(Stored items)
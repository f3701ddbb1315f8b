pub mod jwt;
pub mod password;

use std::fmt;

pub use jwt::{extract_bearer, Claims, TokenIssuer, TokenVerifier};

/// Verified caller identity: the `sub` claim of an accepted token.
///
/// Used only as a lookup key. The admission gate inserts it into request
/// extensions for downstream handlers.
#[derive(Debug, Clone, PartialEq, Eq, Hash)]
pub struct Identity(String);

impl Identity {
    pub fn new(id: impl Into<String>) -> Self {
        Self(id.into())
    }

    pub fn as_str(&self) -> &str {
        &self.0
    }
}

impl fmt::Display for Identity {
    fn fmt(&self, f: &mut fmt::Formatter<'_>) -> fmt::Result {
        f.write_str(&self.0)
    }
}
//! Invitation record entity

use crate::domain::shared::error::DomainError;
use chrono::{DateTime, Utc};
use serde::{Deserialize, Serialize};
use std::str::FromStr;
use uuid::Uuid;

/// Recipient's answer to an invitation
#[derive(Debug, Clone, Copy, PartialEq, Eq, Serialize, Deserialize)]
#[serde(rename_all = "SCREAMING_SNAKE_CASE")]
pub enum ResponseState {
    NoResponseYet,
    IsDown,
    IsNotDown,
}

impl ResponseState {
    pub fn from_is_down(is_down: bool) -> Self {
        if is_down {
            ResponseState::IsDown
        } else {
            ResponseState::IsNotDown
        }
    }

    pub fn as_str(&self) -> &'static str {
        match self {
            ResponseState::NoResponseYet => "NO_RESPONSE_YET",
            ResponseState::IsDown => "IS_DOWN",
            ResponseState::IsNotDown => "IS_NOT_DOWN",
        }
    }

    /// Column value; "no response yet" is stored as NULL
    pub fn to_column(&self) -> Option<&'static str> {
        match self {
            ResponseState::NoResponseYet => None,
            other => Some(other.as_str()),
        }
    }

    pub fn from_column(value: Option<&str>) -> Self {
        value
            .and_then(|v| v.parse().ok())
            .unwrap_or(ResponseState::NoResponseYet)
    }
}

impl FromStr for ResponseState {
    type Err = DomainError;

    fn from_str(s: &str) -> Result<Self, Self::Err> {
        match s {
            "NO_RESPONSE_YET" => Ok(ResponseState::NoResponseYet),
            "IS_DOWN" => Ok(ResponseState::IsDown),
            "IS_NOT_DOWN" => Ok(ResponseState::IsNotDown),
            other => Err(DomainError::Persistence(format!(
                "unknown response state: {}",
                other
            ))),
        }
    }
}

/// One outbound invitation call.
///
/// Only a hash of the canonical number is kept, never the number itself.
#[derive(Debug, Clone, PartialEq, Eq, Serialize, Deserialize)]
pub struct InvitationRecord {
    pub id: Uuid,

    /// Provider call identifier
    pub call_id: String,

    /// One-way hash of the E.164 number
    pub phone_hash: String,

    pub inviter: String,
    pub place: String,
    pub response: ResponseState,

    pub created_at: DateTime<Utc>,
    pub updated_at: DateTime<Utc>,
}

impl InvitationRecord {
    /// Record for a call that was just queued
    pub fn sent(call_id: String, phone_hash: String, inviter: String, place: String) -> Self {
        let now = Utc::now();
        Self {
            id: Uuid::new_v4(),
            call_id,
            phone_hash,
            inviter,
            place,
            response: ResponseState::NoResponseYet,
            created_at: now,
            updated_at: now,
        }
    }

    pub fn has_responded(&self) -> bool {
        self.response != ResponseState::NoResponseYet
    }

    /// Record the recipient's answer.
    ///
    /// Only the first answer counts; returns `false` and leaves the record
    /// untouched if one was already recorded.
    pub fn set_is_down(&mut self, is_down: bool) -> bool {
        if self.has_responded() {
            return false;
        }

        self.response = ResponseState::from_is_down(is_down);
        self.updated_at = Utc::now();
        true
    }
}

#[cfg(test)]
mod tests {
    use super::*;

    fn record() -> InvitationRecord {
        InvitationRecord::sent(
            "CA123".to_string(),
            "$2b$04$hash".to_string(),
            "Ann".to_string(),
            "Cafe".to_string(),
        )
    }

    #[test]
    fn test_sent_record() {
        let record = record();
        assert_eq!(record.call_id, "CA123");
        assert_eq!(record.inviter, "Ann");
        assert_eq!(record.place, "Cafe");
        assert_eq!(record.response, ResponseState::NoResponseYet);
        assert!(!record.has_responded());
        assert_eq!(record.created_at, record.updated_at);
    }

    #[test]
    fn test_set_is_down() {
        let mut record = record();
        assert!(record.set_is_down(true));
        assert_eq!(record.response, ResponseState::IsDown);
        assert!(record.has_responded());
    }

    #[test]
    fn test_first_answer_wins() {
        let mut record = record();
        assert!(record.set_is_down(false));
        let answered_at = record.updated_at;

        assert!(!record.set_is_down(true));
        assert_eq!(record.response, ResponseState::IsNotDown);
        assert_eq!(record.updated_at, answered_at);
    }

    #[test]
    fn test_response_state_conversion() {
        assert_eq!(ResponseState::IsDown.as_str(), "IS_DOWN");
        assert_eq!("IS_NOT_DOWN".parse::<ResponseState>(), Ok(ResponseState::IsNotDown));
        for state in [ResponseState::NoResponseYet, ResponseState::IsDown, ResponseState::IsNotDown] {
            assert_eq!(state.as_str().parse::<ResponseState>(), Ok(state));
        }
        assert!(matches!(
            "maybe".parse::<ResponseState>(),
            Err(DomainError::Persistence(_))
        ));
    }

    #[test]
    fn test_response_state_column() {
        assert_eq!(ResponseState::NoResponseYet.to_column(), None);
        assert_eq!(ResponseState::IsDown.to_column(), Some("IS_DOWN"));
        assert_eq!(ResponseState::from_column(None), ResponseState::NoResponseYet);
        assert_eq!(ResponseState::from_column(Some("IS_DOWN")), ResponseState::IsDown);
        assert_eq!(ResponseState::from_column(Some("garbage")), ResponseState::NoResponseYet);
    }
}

▸ Work task
Extract the entries above verbatim.

▸ Answer box
repository f3701ddbb1315f8b
pub mod jwt;
pub mod password;

use std::fmt;

pub use jwt::{extract_bearer, Claims, TokenIssuer, TokenVerifier};

/// Verified caller identity: the `sub` claim of an accepted token.
///
/// Used only as a lookup key. The admission gate inserts it into request
/// extensions for downstream handlers.
#[derive(Debug, Clone, PartialEq, Eq, Hash)]
pub struct Identity(String);

impl Identity {
    pub fn new(id: impl Into<String>) -> Self {
        Self(id.into())
    }

    pub fn as_str(&self) -> &str {
        &self.0
    }
}

impl fmt::Display for Identity {
    fn fmt(&self, f: &mut fmt::Formatter<'_>) -> fmt::Result {
        f.write_str(&self.0)
    }
}
//! Invitation record entity

use crate::domain::shared::error::DomainError;
use chrono::{DateTime, Utc};
use serde::{Deserialize, Serialize};
use std::str::FromStr;
use uuid::Uuid;

/// Recipient's answer to an invitation
#[derive(Debug, Clone, Copy, PartialEq, Eq, Serialize, Deserialize)]
#[serde(rename_all = "SCREAMING_SNAKE_CASE")]
pub enum ResponseState {
    NoResponseYet,
    IsDown,
    IsNotDown,
}

impl ResponseState {
    pub fn from_is_down(is_down: bool) -> Self {
        if is_down {
            ResponseState::IsDown
        } else {
            ResponseState::IsNotDown
        }
    }

    pub fn as_str(&self) -> &'static str {
        match self {
            ResponseState::NoResponseYet => "NO_RESPONSE_YET",
            ResponseState::IsDown => "IS_DOWN",
            ResponseState::IsNotDown => "IS_NOT_DOWN",
        }
    }

    /// Column value; "no response yet" is stored as NULL
    pub fn to_column(&self) -> Option<&'static str> {
        match self {
            ResponseState::NoResponseYet => None,
            other => Some(other.as_str()),
        }
    }

    pub fn from_column(value: Option<&str>) -> Self {
        value
            .and_then(|v| v.parse().ok())
            .unwrap_or(ResponseState::NoResponseYet)
    }
}

impl FromStr for ResponseState {
    type Err = DomainError;

    fn from_str(s: &str) -> Result<Self, Self::Err> {
        match s {
            "NO_RESPONSE_YET" => Ok(ResponseState::NoResponseYet),
            "IS_DOWN" => Ok(ResponseState::IsDown),
            "IS_NOT_DOWN" => Ok(ResponseState::IsNotDown),
            other => Err(DomainError::Persistence(format!(
                "unknown response state: {}",
                other
            ))),
        }
    }
}

/// One outbound invitation call.
///
/// Only a hash of the canonical number is kept, never the number itself.
#[derive(Debug, Clone, PartialEq, Eq, Serialize, Deserialize)]
pub struct InvitationRecord {
    pub id: Uuid,

    /// Provider call identifier
    pub call_id: String,

    /// One-way hash of the E.164 number
    pub phone_hash: String,

    pub inviter: String,
    pub place: String,
    pub response: ResponseState,

    pub created_at: DateTime<Utc>,
    pub updated_at: DateTime<Utc>,
}

impl InvitationRecord {
    /// Record for a call that was just queued
    pub fn sent(call_id: String, phone_hash: String, inviter: String, place: String) -> Self {
        let now = Utc::now();
        Self {
            id: Uuid::new_v4(),
            call_id,
            phone_hash,
            inviter,
            place,
            response: ResponseState::NoResponseYet,
            created_at: now,
            updated_at: now,
        }
    }

    pub fn has_responded(&self) -> bool {
        self.response != ResponseState::NoResponseYet
    }

    /// Record the recipient's answer.
    ///
    /// Only the first answer counts; returns `false` and leaves the record
    /// untouched if one was already recorded.
    pub fn set_is_down(&mut self, is_down: bool) -> bool {
        if self.has_responded() {
            return false;
        }

        self.response = ResponseState::from_is_down(is_down);
        self.updated_at = Utc::now();
        true
    }
}

#[cfg(test)]
mod tests {
    use super::*;

    fn record() -> InvitationRecord {
        InvitationRecord::sent(
            "CA123".to_string(),
            "$2b$04$hash".to_string(),
            "Ann".to_string(),
            "Cafe".to_string(),
        )
    }

    #[test]
    fn test_sent_record() {
        let record = record();
        assert_eq!(record.call_id, "CA123");
        assert_eq!(record.inviter, "Ann");
        assert_eq!(record.place, "Cafe");
        assert_eq!(record.response, ResponseState::NoResponseYet);
        assert!(!record.has_responded());
        assert_eq!(record.created_at, record.updated_at);
    }

    #[test]
    fn test_set_is_down() {
        let mut record = record();
        assert!(record.set_is_down(true));
        assert_eq!(record.response, ResponseState::IsDown);
        assert!(record.has_responded());
    }

    #[test]
    fn test_first_answer_wins() {
        let mut record = record();
        assert!(record.set_is_down(false));
        let answered_at = record.updated_at;

        assert!(!record.set_is_down(true));
        assert_eq!(record.response, ResponseState::IsNotDown);
        assert_eq!(record.updated_at, answered_at);
    }

    #[test]
    fn test_response_state_conversion() {
        assert_eq!(ResponseState::IsDown.as_str(), "IS_DOWN");
        assert_eq!("IS_NOT_DOWN".parse::<ResponseState>(), Ok(ResponseState::IsNotDown));
        for state in [ResponseState::NoResponseYet, ResponseState::IsDown, ResponseState::IsNotDown] {
            assert_eq!(state.as_str().parse::<ResponseState>(), Ok(state));
        }
        assert!(matches!(
            "maybe".parse::<ResponseState>(),
            Err(DomainError::Persistence(_))
        ));
    }

    #[test]
    fn test_response_state_column() {
        assert_eq!(ResponseState::NoResponseYet.to_column(), None);
        assert_eq!(ResponseState::IsDown.to_column(), Some("IS_DOWN"));
        assert_eq!(ResponseState::from_column(None), ResponseState::NoResponseYet);
        assert_eq!(ResponseState::from_column(Some("IS_DOWN")), ResponseState::IsDown);
        assert_eq!(ResponseState::from_column(Some("garbage")), ResponseState::NoResponseYet);
    }
}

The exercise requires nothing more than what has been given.